O sol mal nasceu e as barracas já estão montadas. O primeiro cheiro é o do pão quentinho, logo seguido pelos queijos que você reconhece só pelo aroma. Tomates brilhando com orvalho, pêras que pedem cuidado ao pegar, cogumelos que parecem ter saído da floresta naquela manhã. Os mercados de rua são o coração das cidades e vilas francesas, especialmente aos domingos. Ali, o tempo não corre. Ele se mede pelas estações do ano.
A diversidade de produtos impressiona. Há bancas com azeitonas de diferentes tons e sabores, embutidos artesanais pendurados como obras de arte, mel em tons que vão do dourado claro ao âmbar escuro. Os vendedores chegam cedo, alguns direto de suas fazendas e hortas, carregando o que colheram nas últimas horas. A frescura não é apenas uma qualidade, é uma promessa cumprida toda semana.
Cada barraca tem sua história. O apicultor fala do campo onde suas abelhas trabalham, o pescador conta de onde veio o vento daquela semana, o produtor rural resume seus dias em duas frases. Comprar é conversar, perguntar, ouvir. O cliente aprende a reconhecer o ponto certo do figo, as variações do leite, a diferença entre uma manteiga mais clara e outra mais amarela. Uma senhora explica como preparar determinado corte de carne, outra ensina o tempo certo de assar batatas com alecrim. Crianças ganham uma fruta para comer no caminho, vizinhos trocam receitas, velhos amigos combinam o almoço. A feira é uma escola de sensibilidade. Ensina a observar cores, a reconhecer cheiros, a aceitar que imperfeições são sinal de sabor verdadeiro.
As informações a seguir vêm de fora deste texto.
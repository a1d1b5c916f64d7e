//! Variable substitution
//!
//! Rewrites a selected template response by swapping its sample entity values
//! for values freshly extracted from the current turn. Only values declared
//! in the example's `variables` string are ever touched; the rest of the
//! template is left verbatim.

use regex::Regex;
use riposte_core::nlp::normalize;
use riposte_core::signals::{extract_signals, ExtractedSignals};
use tracing::warn;

/// Map a declared variable key to the extracted value replacing it
fn inferred_value(signals: &ExtractedSignals, key: &str) -> Option<String> {
    match key {
        "prenom" => signals.name.clone(),
        "age" => signals.age.map(|a| a.to_string()),
        "signe" => signals.sign.clone(),
        "ville" => signals.city.clone(),
        "jour" => signals.day.clone(),
        "meteo" => signals.weather.clone(),
        "theme" => signals.theme.clone(),
        "occasion" => signals.occasion.clone(),
        _ => None,
    }
}

/// Personalize a template response against the current user turn
///
/// For each declared `key=sample` pair, when the turn yields a different
/// value for that key, every case-insensitive occurrence of the sample value
/// is replaced. Inference failure or an already-matching value is a no-op.
pub fn substitute_variables(
    response: &str,
    variables: &[(String, String)],
    user_turn: &str,
) -> String {
    if variables.is_empty() {
        return response.to_string();
    }

    let signals = extract_signals(user_turn);
    let mut result = response.to_string();
    for (key, sample) in variables {
        let Some(current) = inferred_value(&signals, key) else {
            continue;
        };
        if normalize(&current) == normalize(sample) {
            continue;
        }
        let pattern = format!("(?i){}", regex::escape(sample));
        match Regex::new(&pattern) {
            Ok(re) => {
                result = re.replace_all(&result, current.as_str()).into_owned();
            }
            Err(e) => {
                // escaped literals should always compile; keep the template
                warn!(key, "Skipping unreplaceable variable: {}", e);
            }
        }
    }
    result
}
Entre uma compra e outra, há quem pare para tomar um café numa barraca improvisada, há quem prove um pedaço de queijo oferecido com generosidade, há quem simplesmente caminhe observando a dança dos comerciantes com seus clientes. O mercado é teatro, é biblioteca, é sala de jantar ao ar livre.
Quando as sacolas pesam e a rua esvazia, o mercado deixa sua marca no bairro. O eco das vozes, a água no chão, a certeza de que a paisagem mais bonita do país é aquela que se monta e desmonta toda semana. Comida fresca e boa conversa: um patrimônio que não precisa de moldura.